Com objetivo de fortalecer a rede de proteção à infância e à adolescência, o deputado estadual Marcus Marcelo (PL) apresentou um projeto de lei que propõe o Programa Permanente de Capacitação de Profissionais da Educação para Identificação de Sinais de Violência, Abuso e Exploração de Crianças e Adolescentes, incluindo casos no ambiente digital.
A proposta que está em tramitação reconhece o papel estratégico da escola como espaço de convivência diária. De acordo com o deputado, a iniciativa busca preparar os educadores para agirem de forma responsável, segura e dentro da legalidade.
“Com o retorno das aulas e das atividades legislativas, seguirei trabalhando para proteger nossas crianças e adolescentes. A escola precisa sempre ser um espaço de cuidado, escuta e observação diária. Capacitar os profissionais da educação é prevenir situações de violência. Além disso, este projeto reafirma nosso compromisso com o futuro das próximas gerações”, destaca o parlamentar.
Em Araguaína, o diretor da Escola de Tempo Integral Domingo da Cruz Machado, Kelvin Santos, reforça a relevância da proposta. “As crianças passam grande parte de suas vidas no ambiente escolar, especialmente nas escolas de tempo integral, por isso, temos uma oportunidade real de identificar situações de violência de forma precoce, com protocolos claros, para a proteção e um encaminhamento adequado do aluno, seja para o assistente social, o Ministério Público ou o Conselho Tutelar”, afirma.

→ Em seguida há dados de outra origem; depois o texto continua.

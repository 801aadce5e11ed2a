//! # Bikesales - assembling the bike sales order-line table
//!
//! Bikesales reads three normalized record sets (products, shops, order
//! lines) from a SQLite store and joins them into one flat, typed table that
//! downstream analysis can consume directly.
//!
//! ## Architecture
//!
//! ```text
//! ┌─────────────┐     ┌─────────────┐     ┌─────────────┐     ┌─────────────┐
//! │ SQLite store│────▶│ 3 raw record│────▶│  Join, parse│────▶│ 13-column   │
//! │ (read-only) │     │    sets     │     │  and split  │     │   table     │
//! └─────────────┘     └─────────────┘     └─────────────┘     └─────────────┘
//! ```
//!
//! ## Quick Start
//!
//! ```rust,ignore
//! use bikesales::{assemble_table, AssemblerConfig, RowPolicy, SqliteStore, StoreConfig};
//!
//! let store = SqliteStore::new(StoreConfig::from_connection_string("sqlite:///data/bikes.db")?);
//! let table = assemble_table(&store, &AssemblerConfig::default(), RowPolicy::SkipAndLog)?;
//! println!("Assembled {} order lines", table.len());
//! ```
//!
//! ## Modules
//!
//! - [`error`] - Hierarchical error types
//! - [`models`] - Raw record sets and the assembled record
//! - [`config`] - Store location and record set names
//! - [`store`] - Storage engine boundary (SQLite, in-memory)
//! - [`parser`] - CSV parsing with auto-detection, for imports
//! - [`transform`] - Joins, date parsing, splitting, revenue
//! - [`export`] - CSV and JSON output
//! - [`validation`] - Assembled record schema
//! - [`api`] - HTTP API server

// Core modules
pub mod config;
pub mod error;
pub mod models;

// Storage
pub mod store;

// Parsing
pub mod parser;

// Transformation
pub mod transform;

// Output
pub mod export;
pub mod validation;

// HTTP API
pub mod api;

// =============================================================================
// Re-exports - Error types
// =============================================================================

pub use error::{
    AssembleError,
    ConfigError,
    ConnectionError,
    ExportError,
    ImportError,
    RowError,
    ServerError,
};

// =============================================================================
// Re-exports - Models and configuration
// =============================================================================

pub use config::{AssemblerConfig, StoreConfig, TableNames};
pub use models::{AssembledRecord, AssembledTable, RawTable, Row, RowKey, OUTPUT_COLUMNS};

// =============================================================================
// Re-exports - Stores
// =============================================================================

pub use store::{MemoryStore, RecordSource, SourceSession, SqliteStore};

// =============================================================================
// Re-exports - Assembly
// =============================================================================

pub use transform::{
    assemble,
    assemble_table,
    normalize_field_name,
    Assembly,
    DataAssembler,
    RowPolicy,
};

// =============================================================================
// Re-exports - CSV Parsing
// =============================================================================

pub use parser::{
    parse_bytes_auto,
    parse_csv_file_auto,
    detect_encoding,
    detect_delimiter,
    decode_content,
    CsvError,
    ParseResult,
};

// =============================================================================
// Re-exports - Output
// =============================================================================

pub use export::{save_table, write_table, OutputFormat};
pub use validation::{
    is_valid_assembled_record,
    validate_assembled_record,
    validate_records,
    validate_table,
};

// =============================================================================
// Re-exports - API
// =============================================================================

pub use api::types::{AssembleResponse, ResponseMetadata, error_response};

// Server
pub mod server {
    pub use crate::api::server::{start_server, AppState};
}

Como funciona o PL na prática?
Segundo o texto do projeto de lei, os profissionais da educação deverão receber treinamento específico para identificar sinais de violência, seja ela física, psicológica, moral, sexual, exploração sexual, bullying, além de abusos cometidos no meio digital e casos envolvendo crianças com deficiência.
O programa prevê uma formação ampla com conteúdos que vão desde a conceituação dos diferentes tipos de violência até orientações sobre os aspectos éticos e legais. A iniciativa também inclui instruções sobre o direcionamento adequado dos casos, o acolhimento da vítima e o encaminhamento correto às autoridades competentes.
Caso aprovado, o Programa deverá integrar os planos anuais de formação continuada dos profissionais da educação, podendo ocorrer de forma presencial ou a distância. O projeto estabelece ainda seja realizado, preferencialmente, em parceria com a Secretaria de Estado da Educação, a Secretaria do Trabalho e Desenvolvimento Social, o Ministério Público do Tocantins, além dos Conselhos Tutelares e Conselhos de Educação.